Information provided:
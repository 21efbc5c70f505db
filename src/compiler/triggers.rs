//! Trigger injection.
//!
//! Toolkit widgets ask for actions to run whenever a sensor changes (for
//! example refreshing a bar). The requests are collected into a [`TriggerMap`]
//! while the toolkit snippet is built and attached to the already-built
//! sensor declarations afterwards, as typed child nodes.

use crate::compiler::entities::{EntityKey, EntityKind};
use crate::compiler::ir::Node;

/// Trigger keyword for a declaration section.
pub const fn keyword_for(kind: EntityKind) -> &'static str {
    match kind {
        EntityKind::Numeric | EntityKind::Text => "on_value",
        EntityKind::Binary => "on_state",
    }
}

/// A pending trigger: the actions to run when `key` changes.
#[derive(Debug, Clone, PartialEq, Eq)]
pub struct TriggerRecord {
    /// Source the actions react to
    pub key: EntityKey,
    /// Actions, in request order, without duplicates
    pub actions: Vec<Node>,
}

impl TriggerRecord {
    fn matches(&self, decl: &Node) -> bool {
        let id = decl.get("id").and_then(Node::as_scalar);
        if id.is_some_and(|id| {
            id == self.key.sensor_id(EntityKind::Numeric)
                || id == self.key.sensor_id(EntityKind::Text)
        }) {
            return true;
        }
        let entity = decl.get("entity_id").and_then(Node::as_scalar);
        let attribute = decl.get("attribute").and_then(Node::as_scalar);
        entity == Some(self.key.source.as_str()) && attribute == self.key.attribute.as_deref()
    }
}

/// Pending triggers of one compilation, keyed by source.
#[derive(Debug, Clone, Default)]
pub struct TriggerMap {
    records: Vec<TriggerRecord>,
}

impl TriggerMap {
    /// Creates an empty map.
    pub fn new() -> Self {
        Self::default()
    }

    /// Requests an action for a source. Identical requests collapse.
    pub fn add(&mut self, key: EntityKey, action: Node) {
        if let Some(record) = self.records.iter_mut().find(|r| r.key == key) {
            if !record.actions.contains(&action) {
                record.actions.push(action);
            }
        } else {
            self.records.push(TriggerRecord {
                key,
                actions: vec![action],
            });
        }
    }

    /// Moves every request of `other` into this map.
    pub fn extend(&mut self, other: TriggerMap) {
        for record in other.records {
            for action in record.actions {
                self.add(record.key.clone(), action);
            }
        }
    }

    /// Number of pending records.
    pub fn len(&self) -> usize {
        self.records.len()
    }

    /// Returns true when nothing is pending.
    pub fn is_empty(&self) -> bool {
        self.records.is_empty()
    }

    /// Pending records, in request order.
    pub fn pending(&self) -> &[TriggerRecord] {
        &self.records
    }

    /// Drains whatever was never matched.
    pub fn take_unmatched(&mut self) -> Vec<TriggerRecord> {
        std::mem::take(&mut self.records)
    }
}

/// Attaches pending triggers to matching declarations.
///
/// Only runs in toolkit mode. Each record is applied to the first declaration
/// it matches and then consumed. Returns the number of records injected.
pub fn inject(
    declarations: &mut [Node],
    triggers: &mut TriggerMap,
    toolkit_mode: bool,
    keyword: &str,
) -> usize {
    if !toolkit_mode || triggers.is_empty() {
        return 0;
    }

    let mut injected = 0;
    triggers.records.retain(|record| {
        let Some(decl) = declarations.iter_mut().find(|d| record.matches(d)) else {
            return true;
        };
        attach(decl, keyword, &record.actions);
        tracing::debug!(
            "Attached {} action(s) to {} under {}",
            record.actions.len(),
            record.key.raw_key(),
            keyword
        );
        injected += 1;
        false
    });
    injected
}

/// Adds actions under `keyword`, reusing an existing block.
///
/// Actions already present in the block are skipped.
pub fn attach(decl: &mut Node, keyword: &str, actions: &[Node]) {
    match decl.get_mut(keyword) {
        Some(slot) => {
            let block = std::mem::replace(slot, Node::map());
            *slot = merge_block(block, actions);
        }
        None => decl.insert(keyword, merge_block(Node::map(), actions)),
    }
}

fn merge_block(block: Node, actions: &[Node]) -> Node {
    match block {
        Node::List(mut items) => {
            extend_unique(&mut items, actions);
            Node::List(items)
        }
        Node::Map(mut entries) => {
            if let Some((_, then)) = entries.iter_mut().find(|(k, _)| k == "then") {
                let mut items = match std::mem::replace(then, Node::list()) {
                    Node::List(items) => items,
                    single => vec![single],
                };
                extend_unique(&mut items, actions);
                *then = Node::List(items);
                return Node::Map(entries);
            }
            // a single inline action becomes the first `then` item
            let mut items = if entries.is_empty() {
                Vec::new()
            } else {
                vec![Node::Map(entries)]
            };
            extend_unique(&mut items, actions);
            Node::map().with("then", Node::List(items))
        }
        other => {
            let mut items = vec![other];
            extend_unique(&mut items, actions);
            Node::map().with("then", Node::List(items))
        }
    }
}

fn extend_unique(items: &mut Vec<Node>, actions: &[Node]) {
    for action in actions {
        if !items.contains(action) {
            items.push(action.clone());
        }
    }
}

Your task:
Restate every entry word for word.

Result of the exercise:
repository 21efbc5c70f505db
filename src/compiler/triggers.rs
//! Trigger injection.
//!
//! Toolkit widgets ask for actions to run whenever a sensor changes (for
//! example refreshing a bar). The requests are collected into a [`TriggerMap`]
//! while the toolkit snippet is built and attached to the already-built
//! sensor declarations afterwards, as typed child nodes.

use crate::compiler::entities::{EntityKey, EntityKind};
use crate::compiler::ir::Node;

/// Trigger keyword for a declaration section.
pub const fn keyword_for(kind: EntityKind) -> &'static str {
    match kind {
        EntityKind::Numeric | EntityKind::Text => "on_value",
        EntityKind::Binary => "on_state",
    }
}

/// A pending trigger: the actions to run when `key` changes.
#[derive(Debug, Clone, PartialEq, Eq)]
pub struct TriggerRecord {
    /// Source the actions react to
    pub key: EntityKey,
    /// Actions, in request order, without duplicates
    pub actions: Vec<Node>,
}

impl TriggerRecord {
    fn matches(&self, decl: &Node) -> bool {
        let id = decl.get("id").and_then(Node::as_scalar);
        if id.is_some_and(|id| {
            id == self.key.sensor_id(EntityKind::Numeric)
                || id == self.key.sensor_id(EntityKind::Text)
        }) {
            return true;
        }
        let entity = decl.get("entity_id").and_then(Node::as_scalar);
        let attribute = decl.get("attribute").and_then(Node::as_scalar);
        entity == Some(self.key.source.as_str()) && attribute == self.key.attribute.as_deref()
    }
}

/// Pending triggers of one compilation, keyed by source.
#[derive(Debug, Clone, Default)]
pub struct TriggerMap {
    records: Vec<TriggerRecord>,
}

impl TriggerMap {
    /// Creates an empty map.
    pub fn new() -> Self {
        Self::default()
    }

    /// Requests an action for a source. Identical requests collapse.
    pub fn add(&mut self, key: EntityKey, action: Node) {
        if let Some(record) = self.records.iter_mut().find(|r| r.key == key) {
            if !record.actions.contains(&action) {
                record.actions.push(action);
            }
        } else {
            self.records.push(TriggerRecord {
                key,
                actions: vec![action],
            });
        }
    }

    /// Moves every request of `other` into this map.
    pub fn extend(&mut self, other: TriggerMap) {
        for record in other.records {
            for action in record.actions {
                self.add(record.key.clone(), action);
            }
        }
    }

    /// Number of pending records.
    pub fn len(&self) -> usize {
        self.records.len()
    }

    /// Returns true when nothing is pending.
    pub fn is_empty(&self) -> bool {
        self.records.is_empty()
    }

    /// Pending records, in request order.
    pub fn pending(&self) -> &[TriggerRecord] {
        &self.records
    }

    /// Drains whatever was never matched.
    pub fn take_unmatched(&mut self) -> Vec<TriggerRecord> {
        std::mem::take(&mut self.records)
    }
}

/// Attaches pending triggers to matching declarations.
///
/// Only runs in toolkit mode. Each record is applied to the first declaration
/// it matches and then consumed. Returns the number of records injected.
pub fn inject(
    declarations: &mut [Node],
    triggers: &mut TriggerMap,
    toolkit_mode: bool,
    keyword: &str,
) -> usize {
    if !toolkit_mode || triggers.is_empty() {
        return 0;
    }

    let mut injected = 0;
    triggers.records.retain(|record| {
        let Some(decl) = declarations.iter_mut().find(|d| record.matches(d)) else {
            return true;
        };
        attach(decl, keyword, &record.actions);
        tracing::debug!(
            "Attached {} action(s) to {} under {}",
            record.actions.len(),
            record.key.raw_key(),
            keyword
        );
        injected += 1;
        false
    });
    injected
}

/// Adds actions under `keyword`, reusing an existing block.
///
/// Actions already present in the block are skipped.
pub fn attach(decl: &mut Node, keyword: &str, actions: &[Node]) {
    match decl.get_mut(keyword) {
        Some(slot) => {
            let block = std::mem::replace(slot, Node::map());
            *slot = merge_block(block, actions);
        }
        None => decl.insert(keyword, merge_block(Node::map(), actions)),
    }
}

fn merge_block(block: Node, actions: &[Node]) -> Node {
    match block {
        Node::List(mut items) => {
            extend_unique(&mut items, actions);
            Node::List(items)
        }
        Node::Map(mut entries) => {
            if let Some((_, then)) = entries.iter_mut().find(|(k, _)| k == "then") {
                let mut items = match std::mem::replace(then, Node::list()) {
                    Node::List(items) => items,
                    single => vec![single],
                };
                extend_unique(&mut items, actions);
                *then = Node::List(items);
                return Node::Map(entries);
            }
            // a single inline action becomes the first `then` item
            let mut items = if entries.is_empty() {
                Vec::new()
            } else {
                vec![Node::Map(entries)]
            };
            extend_unique(&mut items, actions);
            Node::map().with("then", Node::List(items))
        }
        other => {
            let mut items = vec![other];
            extend_unique(&mut items, actions);
            Node::map().with("then", Node::List(items))
        }
    }
}

fn extend_unique(items: &mut Vec<Node>, actions: &[Node]) {
    for action in actions {
        if !items.contains(action) {
            items.push(action.clone());
        }
    }
}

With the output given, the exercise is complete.